I've went vegan overnight about 6/7 months ago, having previously been more carnivore than omnivore. It wasn't really a conscious decision, it just happened, I found I didn't want to eat meat/dairy anymore. Then the compassion side has kept me 110% committed since then (even have the tattoo, ahem, which I'm appropriately self-deprecating about but love). I never realised that my conscience was so weighted down until I cleared it.
Health and fitness wise... I've had appalling health since I was 9 years old, when I was laid up for months after appendicitis complications, subsequently my social anxiety got worse, introversion etc., I stopped the sports I'd been involved in because the people I knew had moved on, then dropped out of school when I was 12 and became depressed/mild ME (/chronic fatigue, genetic from my mum, but she's aged well so there must be some good genes in there). I didn't leave the house, barely left the bed, and did no exercise till I moved away from the backhills of Ireland to Glasgow. I've spent the last couple of years building up from a minus level of fitness and constant joint/muscle pain/shin splints etc. caused by years of inactivity when I was growing, to being able to do what I want when I want. The only thing that hasn't shifted is constant head and neck pain.
scuse the biography, the point being that when I cut out animal products my health improved dramatically and I discovered that I can work out regularly, hurrah! My goal is to lose the 15 pounds I gained when I came to university (5 down so far, I've always been slim though so I'm not too fussed about weight) and more importantly to tone, and become fit enough to be able to do anything I want. I travel a lot by myself, did the Lost City Trek in Colombia a few years ago, frequently find myself stuck in random cities in random countries with nowhere to sleep wandering round with a bag on my back (Ukraine recently)... and it would be nice to never have to think "can I do this?" ever again. At the moment I'm at the gym or an equivalent 5 or 6 days a week. I'm in the serious part of a joint honours Literature degree so after hours spent hunched over books it's all that's keeping me sane. I live on my own with a cat... so I need some reason to leave the flat and communicate with other humans.
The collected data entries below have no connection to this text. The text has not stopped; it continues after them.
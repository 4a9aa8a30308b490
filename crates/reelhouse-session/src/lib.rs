//! # reelhouse-session
//!
//! Recording sessions and their lifecycle for reelhouse.
//!
//! This crate provides:
//! - [`Session`]: one subject's recording, buffered in memory and sealed
//!   into an archive on stop
//! - [`SessionRegistry`]: at most one session per key, with bulk and
//!   detached stops
//! - Midnight rotation and the retention sweep ([`scheduler`], [`retention`])
//! - Instant replays of the last few minutes of a live session
//! - [`Recorder`]: the small API host command handlers and event hooks use
//!
//! ## Quick Start
//!
//! ```rust,ignore
//! use reelhouse_core::{Config, SessionKey, SystemClock};
//! use reelhouse_session::{NoopHandler, Recorder};
//!
//! let recorder = Recorder::init(Config::load_validated()?, Arc::new(SystemClock), Arc::new(NoopHandler));
//!
//! let key = SessionKey::Subject(player.id());
//! recorder.start_session(key.clone(), player.clone());
//! recorder.record_event(&key, packet_bytes);
//! let file_name = recorder.stop_session(&key);
//!
//! recorder.shutdown().await;
//! ```
//!
//! ## Storage Layout
//!
//! Archives are written to
//! `<root>/<yyyy_MM_dd>/<subject>_<HH-mm-ss>_<seq>.<ext>`. The day
//! partition advances at local midnight; sessions active at that moment
//! are sealed and restarted under the new partition.

pub mod error;
pub mod instant;
pub mod recorder;
pub mod registry;
pub mod retention;
pub mod scheduler;
pub mod session;
pub mod testing;

// Re-export commonly used types
pub use error::{RecorderError, Result};
pub use recorder::{NoopHandler, Recorder, RecordingEventHandler};
pub use registry::{RegistryOptions, SessionHandle, SessionRegistry};
pub use retention::{remove_orphan_journals, RetentionSweep, SweepReport};
pub use scheduler::{rotate, RotationReport};
pub use session::{ArchiveContext, Session};
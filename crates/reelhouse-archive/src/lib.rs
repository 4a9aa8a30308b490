//! # reelhouse-archive
//!
//! The archive container format for reelhouse recordings.
//!
//! This crate provides:
//! - [`ArchiveWriter`]: creates an archive, stages metadata and events, and
//!   seals everything in a single transaction
//! - [`Archive`]: reads and validates a sealed archive
//! - [`NamingPolicy`]: collision-free, date-partitioned archive file names
//! - [`catalog::scan`]: lists archives under a recording root
//!
//! ## Quick Start
//!
//! ```rust,ignore
//! use reelhouse_archive::{Archive, ArchiveMetadata, ArchiveWriter, PathClaims};
//!
//! let claims = PathClaims::new();
//! let mut writer = ArchiveWriter::open("replay/2024_05_17/alice_12-00-00_1.mcpr", &claims)?;
//! let meta = ArchiveMetadata::new("my-server", "alice", "alice", started_at_ms);
//! writer.write_metadata(&meta)?;
//! writer.append_events(&events)?;
//! let path = writer.seal(&meta.finalized(ended_at_ms), &markers)?;
//!
//! let archive = Archive::open(&path)?;
//! ```
//!
//! ## Container Layout
//!
//! An archive is a single SQLite file with a `members` table. Members are
//! looked up by name:
//! - `metadata` - JSON record (server, subject, format version, start time,
//!   duration, generator)
//! - `events` - framed event payload, `[offset u32][len u32][bytes]` per event
//! - `markers` - JSON list of named offsets

pub mod catalog;
pub mod error;
pub mod format;
pub mod naming;
pub mod reader;
pub mod writer;

pub use catalog::ArchiveEntry;
pub use error::{ArchiveError, Result};
pub use format::{duration_secs, ArchiveMetadata};
pub use naming::{day_partition, sanitize_name, NamingPolicy};
pub use reader::Archive;
pub use writer::{ArchiveWriter, PathClaims};
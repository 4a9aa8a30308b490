//! One-shot retention sweep.

use std::time::{Duration, SystemTime};

use reelhouse_session::scheduler::run_sweeps;
use reelhouse_session::RetentionSweep;

use crate::AppContext;

pub async fn run(ctx: &AppContext, days: Option<i64>, dry_run: bool) -> anyhow::Result<()> {
    let config = &ctx.config;
    let days = days.unwrap_or(config.retention.days);
    let extension = &config.recording.extension;

    let mut sweeps = Vec::new();
    match RetentionSweep::days(&config.recording.root, extension, days) {
        Some(sweep) => sweeps.push(sweep.dry_run(dry_run)),
        None => println!("Retention disabled (days = {}); recordings are kept.", days),
    }

    let replay = &config.instant_replay;
    if replay.enabled && replay.expire_minutes > 0 {
        let max_age = Duration::from_secs(replay.expire_minutes as u64 * 60);
        sweeps.push(RetentionSweep::new(&replay.dir, extension, max_age).dry_run(dry_run));
    }

    if sweeps.is_empty() {
        return Ok(());
    }

    let report = tokio::task::spawn_blocking(move || run_sweeps(&sweeps, SystemTime::now())).await?;

    let verb = if dry_run { "Would delete" } else { "Deleted" };
    for path in &report.deleted {
        println!("  {} {}", verb, path.display());
    }
    for (path, error) in &report.failed {
        println!("  ✗ {}: {}", path.display(), error);
    }
    println!();
    println!(
        "{} {} archive(s), kept {}, {} failure(s).",
        verb,
        report.deleted.len(),
        report.kept,
        report.failed.len()
    );
    Ok(())
}
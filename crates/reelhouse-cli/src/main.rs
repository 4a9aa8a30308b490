//! # reelhouse-cli
//!
//! Command-line interface for reelhouse archives.

use std::path::PathBuf;

use clap::{Parser, Subcommand};
use tracing_subscriber::{fmt, prelude::*, EnvFilter};

use reelhouse_core::Config;

mod commands;

/// Application context containing shared state.
pub struct AppContext {
    pub config: Config,
}

/// reelhouse - inspect and maintain session recordings
#[derive(Parser)]
#[command(name = "reelhouse")]
#[command(author, version, about, long_about = None)]
struct Cli {
    /// Enable verbose logging
    #[arg(short, long)]
    verbose: bool,

    #[command(subcommand)]
    command: Commands,
}

#[derive(Subcommand)]
enum Commands {
    /// Show an archive's metadata, events and markers
    Inspect {
        /// Archive file
        path: PathBuf,
        /// Print as JSON
        #[arg(long)]
        json: bool,
    },
    /// List archives under the recording root
    List {
        /// Directory to list instead of the recording root
        #[arg(short, long)]
        dir: Option<PathBuf>,
    },
    /// Delete archives older than the retention window
    Sweep {
        /// Override retention.days
        #[arg(long)]
        days: Option<i64>,
        /// Only report what would be deleted
        #[arg(long)]
        dry_run: bool,
    },
    /// Configuration management
    Config {
        #[command(subcommand)]
        action: ConfigAction,
    },
    /// Show version information
    Version,
    /// Diagnose installation issues
    Doctor,
}

#[derive(Subcommand)]
enum ConfigAction {
    /// Show current configuration
    Show,
    /// Validate the configuration and report issues
    Validate,
    /// Print the configuration file path
    Path,
}

#[tokio::main]
async fn main() -> anyhow::Result<()> {
    let cli = Cli::parse();

    // Initialize logging
    let filter = if cli.verbose {
        EnvFilter::new("debug")
    } else {
        EnvFilter::new("info")
    };

    tracing_subscriber::registry()
        .with(fmt::layer())
        .with(filter)
        .init();

    // Load configuration
    let config = Config::load().unwrap_or_else(|e| {
        tracing::warn!("Failed to load config, using defaults: {}", e);
        Config::default()
    });

    let ctx = AppContext { config };

    match cli.command {
        Commands::Inspect { path, json } => {
            commands::inspect::run(&path, json).await?;
        }
        Commands::List { dir } => {
            commands::list::run(&ctx, dir).await?;
        }
        Commands::Sweep { days, dry_run } => {
            commands::sweep::run(&ctx, days, dry_run).await?;
        }
        Commands::Config { action } => {
            commands::config::handle(action, &ctx).await?;
        }
        Commands::Version => {
            println!("reelhouse {}", env!("CARGO_PKG_VERSION"));
            println!("archive format {} v{}", reelhouse_archive::format::FORMAT_NAME, reelhouse_archive::format::FORMAT_VERSION);
        }
        Commands::Doctor => {
            commands::doctor::run(&ctx).await?;
        }
    }

    Ok(())
}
Oh, and I'm living in Berlin for two and a half months this summer and don't really know anyone there... but want to keep up exercise, and so far I've only been vegan in Glasgow, so if anyone's in Berlin and is up for an occasional tagalong, I thought I'd put it out there.
A man can live and be healthy without killing animals for food; therefore, if he eats meat, he participates in taking animal life merely for the sake of his appetite. And to act so is immoral.